TASK >> Which lines below hold the word "found"? Report each one.

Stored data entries
/// Rewrite a UTF-16 encoding declaration once the content is a Rust string.
fn declare_utf8(content: &str) -> String {
    if !content.starts_with("<?xml") {
        return content.to_string();
    }
    let Some(end) = content.find("?>") else {
        return content.to_string();
    };
    let (decl, rest) = content.split_at(end + 2);
    let decl = ["\"UTF-16\"", "'UTF-16'", "\"utf-16\"", "'utf-16'"]
        .iter()
        .fold(decl.to_string(), |d, from| d.replace(from, "\"UTF-8\""));
    format!("{}{}", decl, rest)
}

/// OOXML container abstraction over a ZIP archive.
///
/// Provides methods to read XML parts, binary parts, and relationships
/// from an Office Open XML package.
pub struct OoxmlContainer {
    archive: RefCell<zip::ZipArchive<Cursor<Vec<u8>>>>,
}

impl OoxmlContainer {
    /// Open an OOXML container from a file path.
    ///
    /// # Example
    ///
    /// ```no_run
    /// use imgdeck::container::OoxmlContainer;
    ///
    /// let container = OoxmlContainer::open("template.pptx")?;
    /// # Ok::<(), imgdeck::Error>(())
    /// ```
    pub fn open(path: impl AsRef<Path>) -> Result<Self> {
        let file = File::open(path.as_ref())?;
        let mut reader = BufReader::new(file);
        let mut data = Vec::new();
        reader.read_to_end(&mut data)?;
        Self::from_bytes(data)
    }

    /// Create an OOXML container from a byte vector.
    pub fn from_bytes(data: Vec<u8>) -> Result<Self> {
        let archive = zip::ZipArchive::new(Cursor::new(data))?;
        Ok(Self {
            archive: RefCell::new(archive),
        })
    }

    /// Create an OOXML container from a reader.
    pub fn from_reader<R: Read + Seek>(mut reader: R) -> Result<Self> {
        let mut data = Vec::new();
        reader.read_to_end(&mut data)?;
        Self::from_bytes(data)
    }

    /// Read an XML part as a string.
    pub fn read_xml(&self, path: &str) -> Result<String> {
        let bytes = self.read_binary(path)?;
        decode_xml_bytes(&bytes)
    }

    /// Read a binary part.
    pub fn read_binary(&self, path: &str) -> Result<Vec<u8>> {
        let mut archive = self.archive.borrow_mut();
        let mut file = archive
            .by_name(path)
            .map_err(|_| Error::MissingComponent(path.to_string()))?;
        let mut data = Vec::new();
        file.read_to_end(&mut data)?;
        Ok(data)
    }

    /// Check if a part exists in the archive.
    pub fn exists(&self, path: &str) -> bool {
        let archive = self.archive.borrow();
        let found = archive.file_names().any(|n| n == path);
        found
    }

    /// List all part names in the archive.
    pub fn list_files(&self) -> Vec<String> {
        let archive = self.archive.borrow();
        archive.file_names().map(String::from).collect()
    }

    /// Read every file part (directories excluded) as `(name, bytes)`.
    pub fn read_all(&self) -> Result<Vec<(String, Vec<u8>)>> {
        let mut archive = self.archive.borrow_mut();
        let mut parts = Vec::with_capacity(archive.len());
        for i in 0..archive.len() {
            let mut file = archive.by_index(i)?;
            if file.is_dir() {
                continue;
            }
            // Declared sizes are untrusted; read_to_end grows past the cap
            let mut data = Vec::with_capacity(file.size().min(MAX_PREALLOC) as usize);
            file.read_to_end(&mut data)?;
            parts.push((file.name().to_string(), data));
        }
        Ok(parts)
    }

    /// Read the relationships of `part_path`; a missing .rels part is empty.
    pub fn read_relationships(&self, part_path: &str) -> Result<Relationships> {
        match self.read_xml(&rels_path_for(part_path)) {
            Ok(xml) => Relationships::parse(&xml),
            Err(Error::MissingComponent(_)) => Ok(Relationships::new()),
            Err(e) => Err(e),
        }
    }

    /// Read package-level relationships (_rels/.rels).
    pub fn read_package_relationships(&self) -> Result<Relationships> {
        self.read_relationships("")
    }

    /// Resolve a relationship target relative to the part that owns it.
    pub fn resolve_path(base: &str, relative: &str) -> String {
        if let Some(stripped) = relative.strip_prefix('/') {
            return stripped.to_string();
        }

        let base_dir = Path::new(base).parent().unwrap_or(Path::new(""));

        let mut result = base_dir.to_path_buf();
        for component in Path::new(relative).components() {
            match component {
                Component::ParentDir => {
                    result.pop();
                }
                Component::Normal(c) => {
                    result.push(c);
                }
                _ => {}
            }
        }

        result.to_string_lossy().replace('\\', "/")
    }

    /// Relationship target pointing from the part `base` to the part `target`.
    ///
    /// Inverse of [`OoxmlContainer::resolve_path`].
    pub fn relative_path(base: &str, target: &str) -> String {
        let from: Vec<&str> = base
            .trim_start_matches('/')
            .split('/')
            .collect::<Vec<_>>()
            .split_last()
            .map(|(_, dirs)| dirs.to_vec())
            .unwrap_or_default();
        let to: Vec<&str> = target.trim_start_matches('/').split('/').collect();

        let common = from
            .iter()
            .zip(to.iter())
            .take_while(|(a, b)| a == b)
            .count()
            .min(to.len().saturating_sub(1));

        let mut parts: Vec<&str> = vec![".."; from.len() - common];
        parts.extend_from_slice(&to[common..]);
        parts.join("/")
    }
}

impl std::fmt::Debug for OoxmlContainer {
    fn fmt(&self, f: &mut std::fmt::Formatter<'_>) -> std::fmt::Result {
        f.debug_struct("OoxmlContainer")
            .field("files", &self.list_files().len())
            .finish()
    }
}

#[cfg(test)]
mod tests {
    use super::*;
    use std::io::Write;

    #[test]
    fn test_resolve_path() {
        assert_eq!(
            OoxmlContainer::resolve_path("ppt/slides/slide1.xml", "../media/image1.png"),
            "ppt/media/image1.png"
        );
        assert_eq!(
            OoxmlContainer::resolve_path("ppt/presentation.xml", "slides/slide2.xml"),
            "ppt/slides/slide2.xml"
        );
        assert_eq!(
            OoxmlContainer::resolve_path("ppt/slides/slide1.xml", "/ppt/media/image1.png"),
            "ppt/media/image1.png"
        );
    }

    #[test]
    fn test_relative_path() {
        assert_eq!(
            OoxmlContainer::relative_path(
                "ppt/slides/slide3.xml",
                "ppt/slideLayouts/slideLayout7.xml"
            ),
            "../slideLayouts/slideLayout7.xml"
        );
        assert_eq!(
            OoxmlContainer::relative_path("ppt/presentation.xml", "ppt/slides/slide3.xml"),
            "slides/slide3.xml"
        );
        assert_eq!(
            OoxmlContainer::relative_path("ppt/slides/slide1.xml", "ppt/slides/slide2.xml"),
            "slide2.xml"
        );
        assert_eq!(
            OoxmlContainer::relative_path("", "ppt/presentation.xml"),
            "ppt/presentation.xml"
        );
    }

    #[test]
    fn test_relative_path_roundtrips_through_resolve() {
        let base = "ppt/slides/slide9.xml";
        let target = "ppt/media/image4.png";
        let rel = OoxmlContainer::relative_path(base, target);
        assert_eq!(OoxmlContainer::resolve_path(base, &rel), target);
    }

    #[test]
    fn test_rels_path_for() {
        assert_eq!(rels_path_for(""), "_rels/.rels");
        assert_eq!(rels_path_for("ppt/presentation.xml"), "ppt/_rels/presentation.xml.rels");
        assert_eq!(rels_path_for("/ppt/slides/slide1.xml"), "ppt/slides/_rels/slide1.xml.rels");
    }

    #[test]
    fn test_relationships_parse_and_serialize() {
        let xml = r#"<?xml version="1.0"?>
<Relationships xmlns="http://schemas.openxmlformats.org/package/2006/relationships">
  <Relationship Id="rId2" Type="http://test/slide" Target="slides/slide1.xml"/>
  <Relationship Id="rId1" Type="http://test/master" Target="slideMasters/slideMaster1.xml"/>
  <Relationship Id="rId7" Type="http://test/link" Target="https://example.com/?a=1&amp;b=2" TargetMode="External"/>
</Relationships>"#;

        let mut rels = Relationships::parse(xml).unwrap();
        assert_eq!(rels.len(), 3);
        assert_eq!(rels.iter().next().unwrap().id, "rId2");
        assert!(rels.get("rId7").unwrap().external);
        assert_eq!(rels.get("rId7").unwrap().target, "https://example.com/?a=1&b=2");
        assert_eq!(rels.get_by_type("http://test/slide").len(), 1);

        assert_eq!(rels.next_id(), "rId8");
        let id = rels.add("http://test/slide", "slides/slide2.xml");
        assert_eq!(id, "rId8");

        let reparsed = Relationships::parse(&rels.to_xml()).unwrap();
        assert_eq!(reparsed.len(), 4);
        assert_eq!(reparsed.get("rId7").unwrap().target, "https://example.com/?a=1&b=2");
        assert!(reparsed.get("rId7").unwrap().external);
        assert_eq!(reparsed.get("rId8").unwrap().target, "slides/slide2.xml");
    }

    #[test]
    fn test_empty_relationships() {
        let rels = Relationships::parse("  ").unwrap();
        assert!(rels.is_empty());
        assert_eq!(rels.next_id(), "rId1");
    }

    #[test]
    fn test_decode_xml_bytes() {
        let utf16_le = b"\xFF\xFE<\0?\0x\0m\0l\0>\0";
        assert_eq!(decode_xml_bytes(utf16_le).unwrap(), "<?xml>");

        let utf16_be = b"\xFE\xFF\0<\0?\0x\0m\0l\0>";
        assert_eq!(decode_xml_bytes(utf16_be).unwrap(), "<?xml>");

        let utf8_bom = b"\xEF\xBB\xBF<?xml>";
        assert_eq!(decode_xml_bytes(utf8_bom).unwrap(), "<?xml>");

        assert_eq!(decode_xml_bytes(b"<?xml>").unwrap(), "<?xml>");
    }

    #[test]
    fn test_utf16_declaration_rewritten() {
        let text = r#"<?xml version="1.0" encoding="UTF-16"?><a/>"#;
        let mut bytes = vec![0xFF, 0xFE];
        for unit in text.encode_utf16() {
            bytes.extend_from_slice(&unit.to_le_bytes());
        }
        assert_eq!(
            decode_xml_bytes(&bytes).unwrap(),
            r#"<?xml version="1.0" encoding="UTF-8"?><a/>"#
        );
    }

    #[test]
    fn test_container_reads_parts() {
        let mut writer = zip::ZipWriter::new(Cursor::new(Vec::new()));
        let options = zip::write::SimpleFileOptions::default();
        writer.start_file("ppt/presentation.xml", options).unwrap();
        writer.write_all(b"<p:presentation/>").unwrap();
        writer.add_directory("ppt/media/", options).unwrap();
        let data = writer.finish().unwrap().into_inner();

        let container = OoxmlContainer::from_bytes(data).unwrap();
        assert!(container.exists("ppt/presentation.xml"));
        assert!(!container.exists("ppt/slides/slide1.xml"));
        assert_eq!(container.read_xml("ppt/presentation.xml").unwrap(), "<p:presentation/>");
        assert!(matches!(
            container.read_binary("missing.xml"),
            Err(Error::MissingComponent(_))
        ));
        assert!(container.read_package_relationships().unwrap().is_empty());

        let parts = container.read_all().unwrap();
        assert_eq!(parts.len(), 1);
    }

    /// One stored entry whose central record declares a zip64 size of u64::MAX.
    fn zip_with_oversized_entry() -> Vec<u8> {
        let name = b"x.xml";
        let body = b"hello";
        let crc: u32 = 0x3610_a686;

        let mut out = Vec::new();
        out.extend_from_slice(&0x0403_4b50u32.to_le_bytes());
        out.extend_from_slice(&20u16.to_le_bytes());
        out.extend_from_slice(&[0, 0, 0, 0, 0, 0]);
        out.extend_from_slice(&0x21u16.to_le_bytes());
        out.extend_from_slice(&crc.to_le_bytes());
        out.extend_from_slice(&(body.len() as u32).to_le_bytes());
        out.extend_from_slice(&(body.len() as u32).to_le_bytes());
        out.extend_from_slice(&(name.len() as u16).to_le_bytes());
        out.extend_from_slice(&0u16.to_le_bytes());
        out.extend_from_slice(name);
        out.extend_from_slice(body);

        let central_offset = out.len() as u32;
        let mut extra = Vec::new();
        extra.extend_from_slice(&1u16.to_le_bytes());
        extra.extend_from_slice(&8u16.to_le_bytes());
        extra.extend_from_slice(&u64::MAX.to_le_bytes());

        out.extend_from_slice(&0x0201_4b50u32.to_le_bytes());
        out.extend_from_slice(&45u16.to_le_bytes());
        out.extend_from_slice(&45u16.to_le_bytes());
        out.extend_from_slice(&[0, 0, 0, 0, 0, 0]);
        out.extend_from_slice(&0x21u16.to_le_bytes());
        out.extend_from_slice(&crc.to_le_bytes());
        out.extend_from_slice(&(body.len() as u32).to_le_bytes());
        out.extend_from_slice(&u32::MAX.to_le_bytes());
        out.extend_from_slice(&(name.len() as u16).to_le_bytes());
        out.extend_from_slice(&(extra.len() as u16).to_le_bytes());
        out.extend_from_slice(&[0; 10]);
        out.extend_from_slice(&0u32.to_le_bytes());
        out.extend_from_slice(name);
        out.extend_from_slice(&extra);
        let central_size = out.len() as u32 - central_offset;

        out.extend_from_slice(&0x0605_4b50u32.to_le_bytes());
        out.extend_from_slice(&[0, 0, 0, 0]);
        out.extend_from_slice(&1u16.to_le_bytes());
        out.extend_from_slice(&1u16.to_le_bytes());
        out.extend_from_slice(&central_size.to_le_bytes());
        out.extend_from_slice(&central_offset.to_le_bytes());
        out.extend_from_slice(&0u16.to_le_bytes());
        out
    }

    #[test]
    fn test_read_all_ignores_declared_size() {
        let container = OoxmlContainer::from_bytes(zip_with_oversized_entry()).unwrap();
        // Must return instead of reserving the declared size
        if let Ok(parts) = container.read_all() {
            assert_eq!(parts.len(), 1);
            assert_eq!(parts[0].0, "x.xml");
            assert_eq!(parts[0].1, b"hello");
        }
    }
}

RESULT FOR THIS TASK >>
        let found = archive.file_names().any(|n| n == path);
        found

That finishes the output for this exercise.